The performance of a retrieval system can be improved by augmenting it with semantic classifiers. These are classifiers tuned to certain semantic concepts that have previously been identified as important. The user can then simply include a textual component in the query, where those semantic concepts are explicitly requested (e.g. that the image should be from an outdoors scene). While some semantics are arguably useful for all applications (e.g. the ability to find people, faces, etc.) most semantics are user and application specific. The problem faced by semantic retrieval systems is how to support a large range of semantic concepts. While it is not difficult to include a face detector or recognizer in a retrieval system, it is significantly more complex to provide support for the hundreds of thousands of concepts that may, at some point, be requested by any individual user.
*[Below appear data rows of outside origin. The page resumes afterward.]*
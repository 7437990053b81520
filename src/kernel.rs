//! Convolution kernels and the roles they play during probing.
//!
//! A kernel is a 1-D function with bounded support; the engine evaluates it
//! in batches over the filter sample locations. Kernels carry no state of
//! their own, parameters live in the [`KernelSpec`] that pairs a kernel with
//! its parameter vector.

use std::fmt;
use std::sync::Arc;

use crate::math;

/// Number of distinct kernel roles.
pub const NUM_ROLES: usize = 7;

/// What a kernel is used for. Reconstruction roles ("recon") interpolate
/// values; measurement roles ("measure") apply a derivative directly.
#[derive(Clone, Copy, Debug, PartialEq, Eq, Hash)]
pub enum KernelRole {
    /// Value reconstruction.
    Value00,
    /// Value reconstruction along the two axes orthogonal to a first
    /// derivative, when not 3-packing.
    D1Recon10,
    /// First-derivative measurement.
    D1Measure11,
    /// Value reconstruction orthogonal to a second derivative, when not
    /// 3-packing.
    D2Recon20,
    /// First-derivative measurement for mixed second partials, when not
    /// 3-packing.
    D2Partial21,
    /// Second-derivative measurement.
    D2Measure22,
    /// Reconstruction across the samples of a scale stack.
    Stack,
}

impl KernelRole {
    pub const ALL: [KernelRole; NUM_ROLES] = [
        KernelRole::Value00,
        KernelRole::D1Recon10,
        KernelRole::D1Measure11,
        KernelRole::D2Recon20,
        KernelRole::D2Partial21,
        KernelRole::D2Measure22,
        KernelRole::Stack,
    ];

    #[inline]
    pub fn index(self) -> usize {
        match self {
            KernelRole::Value00 => 0,
            KernelRole::D1Recon10 => 1,
            KernelRole::D1Measure11 => 2,
            KernelRole::D2Recon20 => 3,
            KernelRole::D2Partial21 => 4,
            KernelRole::D2Measure22 => 5,
            KernelRole::Stack => 6,
        }
    }

    /// Reconstruction roles must have integral near 1; measurement roles
    /// must have integral near 0.
    pub fn is_reconstruction(self) -> bool {
        matches!(
            self,
            KernelRole::Value00
                | KernelRole::D1Recon10
                | KernelRole::D2Recon20
                | KernelRole::Stack
        )
    }
}

/// A 1-D convolution kernel with compact support.
pub trait Kernel: fmt::Debug + Send + Sync {
    fn name(&self) -> &'static str;

    /// Number of parameters `support`/`integral`/`evaluate` expect.
    fn num_parms(&self) -> usize;

    /// Half-width of the region where the kernel may be nonzero.
    fn support(&self, parms: &[f64]) -> f64;

    /// Integral over the whole real line.
    fn integral(&self, parms: &[f64]) -> f64;

    fn evaluate(&self, x: f64, parms: &[f64]) -> f64;

    /// Batch evaluation; the hot path during filtering.
    fn evaluate_many(&self, xs: &[f64], out: &mut [f64], parms: &[f64]) {
        for (o, &x) in out.iter_mut().zip(xs.iter()) {
            *o = self.evaluate(x, parms);
        }
    }

    /// Whether, when used in the stack role, blending should use the
    /// boundary-aware Hermite scheme instead of a plain weighted sum.
    fn hermite_flag(&self) -> bool {
        false
    }
}

/// A kernel bound to a concrete parameter vector.
#[derive(Clone, Debug)]
pub struct KernelSpec {
    pub kernel: Arc<dyn Kernel>,
    pub parms: Vec<f64>,
}

impl KernelSpec {
    pub fn new(kernel: Arc<dyn Kernel>, parms: Vec<f64>) -> Self {
        KernelSpec { kernel, parms }
    }

    pub fn support(&self) -> f64 {
        self.kernel.support(&self.parms)
    }

    pub fn integral(&self) -> f64 {
        self.kernel.integral(&self.parms)
    }

    pub fn evaluate(&self, x: f64) -> f64 {
        self.kernel.evaluate(x, &self.parms)
    }

    pub fn evaluate_many(&self, xs: &[f64], out: &mut [f64]) {
        self.kernel.evaluate_many(xs, out, &self.parms);
    }

    // Convenience constructors for the built-in kernels.

    pub fn boxcar() -> Self {
        KernelSpec::new(Arc::new(BoxKernel), vec![])
    }

    pub fn tent() -> Self {
        KernelSpec::new(Arc::new(TentKernel), vec![])
    }

    pub fn bc_cubic(b: f64, c: f64) -> Self {
        KernelSpec::new(Arc::new(BcCubic), vec![b, c])
    }

    pub fn bc_cubic_d(b: f64, c: f64) -> Self {
        KernelSpec::new(Arc::new(BcCubicD), vec![b, c])
    }

    pub fn bc_cubic_dd(b: f64, c: f64) -> Self {
        KernelSpec::new(Arc::new(BcCubicDD), vec![b, c])
    }

    /// Catmull-Rom: the interpolating member of the BC family.
    pub fn catmull_rom() -> Self {
        KernelSpec::bc_cubic(0.0, 0.5)
    }

    pub fn gaussian(sigma: f64, cutoff: f64) -> Self {
        KernelSpec::new(Arc::new(Gaussian), vec![sigma, cutoff])
    }

    pub fn hermite() -> Self {
        KernelSpec::new(Arc::new(HermiteFlag), vec![])
    }
}

// ---------------------------------------------------------------------------
// Built-in kernels
// ---------------------------------------------------------------------------

/// Nearest-neighbor box: 1 inside [-1/2, 1/2].
#[derive(Debug)]
pub struct BoxKernel;

impl Kernel for BoxKernel {
    fn name(&self) -> &'static str {
        "box"
    }
    fn num_parms(&self) -> usize {
        0
    }
    fn support(&self, _: &[f64]) -> f64 {
        0.5
    }
    fn integral(&self, _: &[f64]) -> f64 {
        1.0
    }
    fn evaluate(&self, x: f64, _: &[f64]) -> f64 {
        let ax = x.abs();
        if ax < 0.5 {
            1.0
        } else if ax == 0.5 {
            0.5
        } else {
            0.0
        }
    }
}

/// Linear interpolation tent: max(0, 1 - |x|).
#[derive(Debug)]
pub struct TentKernel;

impl Kernel for TentKernel {
    fn name(&self) -> &'static str {
        "tent"
    }
    fn num_parms(&self) -> usize {
        0
    }
    fn support(&self, _: &[f64]) -> f64 {
        1.0
    }
    fn integral(&self, _: &[f64]) -> f64 {
        1.0
    }
    fn evaluate(&self, x: f64, _: &[f64]) -> f64 {
        (1.0 - x.abs()).max(0.0)
    }
}

/// Mitchell-Netravali two-parameter cubic. B=0, C=1/2 is Catmull-Rom;
/// B=1, C=0 is the cubic B-spline.
#[derive(Debug)]
pub struct BcCubic;

#[inline]
fn bc_eval(ax: f64, b: f64, c: f64) -> f64 {
    if ax < 1.0 {
        ((12.0 - 9.0 * b - 6.0 * c) * ax * ax * ax
            + (-18.0 + 12.0 * b + 6.0 * c) * ax * ax
            + (6.0 - 2.0 * b))
            / 6.0
    } else if ax < 2.0 {
        ((-b - 6.0 * c) * ax * ax * ax
            + (6.0 * b + 30.0 * c) * ax * ax
            + (-12.0 * b - 48.0 * c) * ax
            + (8.0 * b + 24.0 * c))
            / 6.0
    } else {
        0.0
    }
}

impl Kernel for BcCubic {
    fn name(&self) -> &'static str {
        "cubic"
    }
    fn num_parms(&self) -> usize {
        2
    }
    fn support(&self, _: &[f64]) -> f64 {
        2.0
    }
    fn integral(&self, _: &[f64]) -> f64 {
        1.0
    }
    fn evaluate(&self, x: f64, parms: &[f64]) -> f64 {
        bc_eval(x.abs(), parms[0], parms[1])
    }
}

/// First derivative of the BC cubic (odd).
#[derive(Debug)]
pub struct BcCubicD;

#[inline]
fn bc_eval_d(ax: f64, b: f64, c: f64) -> f64 {
    if ax < 1.0 {
        (3.0 * (12.0 - 9.0 * b - 6.0 * c) * ax * ax
            + 2.0 * (-18.0 + 12.0 * b + 6.0 * c) * ax)
            / 6.0
    } else if ax < 2.0 {
        (3.0 * (-b - 6.0 * c) * ax * ax
            + 2.0 * (6.0 * b + 30.0 * c) * ax
            + (-12.0 * b - 48.0 * c))
            / 6.0
    } else {
        0.0
    }
}

impl Kernel for BcCubicD {
    fn name(&self) -> &'static str {
        "cubicd"
    }
    fn num_parms(&self) -> usize {
        2
    }
    fn support(&self, _: &[f64]) -> f64 {
        2.0
    }
    fn integral(&self, _: &[f64]) -> f64 {
        0.0
    }
    fn evaluate(&self, x: f64, parms: &[f64]) -> f64 {
        let v = bc_eval_d(x.abs(), parms[0], parms[1]);
        if x < 0.0 {
            -v
        } else {
            v
        }
    }
}

/// Second derivative of the BC cubic (even).
#[derive(Debug)]
pub struct BcCubicDD;

#[inline]
fn bc_eval_dd(ax: f64, b: f64, c: f64) -> f64 {
    if ax < 1.0 {
        (6.0 * (12.0 - 9.0 * b - 6.0 * c) * ax + 2.0 * (-18.0 + 12.0 * b + 6.0 * c)) / 6.0
    } else if ax < 2.0 {
        (6.0 * (-b - 6.0 * c) * ax + 2.0 * (6.0 * b + 30.0 * c)) / 6.0
    } else {
        0.0
    }
}

impl Kernel for BcCubicDD {
    fn name(&self) -> &'static str {
        "cubicdd"
    }
    fn num_parms(&self) -> usize {
        2
    }
    fn support(&self, _: &[f64]) -> f64 {
        2.0
    }
    fn integral(&self, _: &[f64]) -> f64 {
        0.0
    }
    fn evaluate(&self, x: f64, parms: &[f64]) -> f64 {
        bc_eval_dd(x.abs(), parms[0], parms[1])
    }
}

/// Truncated Gaussian, parameterized by (sigma, cutoff-in-sigmas).
#[derive(Debug)]
pub struct Gaussian;

impl Kernel for Gaussian {
    fn name(&self) -> &'static str {
        "gauss"
    }
    fn num_parms(&self) -> usize {
        2
    }
    fn support(&self, parms: &[f64]) -> f64 {
        parms[0] * parms[1]
    }
    fn integral(&self, parms: &[f64]) -> f64 {
        // Mass actually inside the truncation radius.
        math::erf(parms[1] / std::f64::consts::SQRT_2)
    }
    fn evaluate(&self, x: f64, parms: &[f64]) -> f64 {
        let (sigma, cutoff) = (parms[0], parms[1]);
        if x.abs() > sigma * cutoff {
            return 0.0;
        }
        let t = x / sigma;
        (-t * t / 2.0).exp() / (sigma * (2.0 * std::f64::consts::PI).sqrt())
    }
}

/// Evaluates as the tent, but flags Hermite-spline blending across the
/// samples of a scale stack (and widens the filter radius by one).
#[derive(Debug)]
pub struct HermiteFlag;

impl Kernel for HermiteFlag {
    fn name(&self) -> &'static str {
        "hermite"
    }
    fn num_parms(&self) -> usize {
        0
    }
    fn support(&self, _: &[f64]) -> f64 {
        1.0
    }
    fn integral(&self, _: &[f64]) -> f64 {
        1.0
    }
    fn evaluate(&self, x: f64, _: &[f64]) -> f64 {
        (1.0 - x.abs()).max(0.0)
    }
    fn hermite_flag(&self) -> bool {
        true
    }
}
This project addresses the problem by posing it as one of "building classifiers from classifiers". The basic representation is the minimum-probability-of-error retrieval model, where each image is represented as a probability density in a suitable feature space. Concepts are represented hierarchically and densities of higher level concepts are learned from those of low-level ones. An efficient hierarchical mixture learning algorithm is used, which requires processing image data only for the estimation of the individual image densities (individual images are the leaves of the tree). Above that, all densities are estimated directly from the parameters of their children, a process that is extremely efficient. Since individual densities are required for query-by-example, the addition of the semantic hierarchy does not increase in any significant way the overall learning complexity. In this way, learning is scalable in the number of semantic concepts, and it becomes possible to support large vocabularies.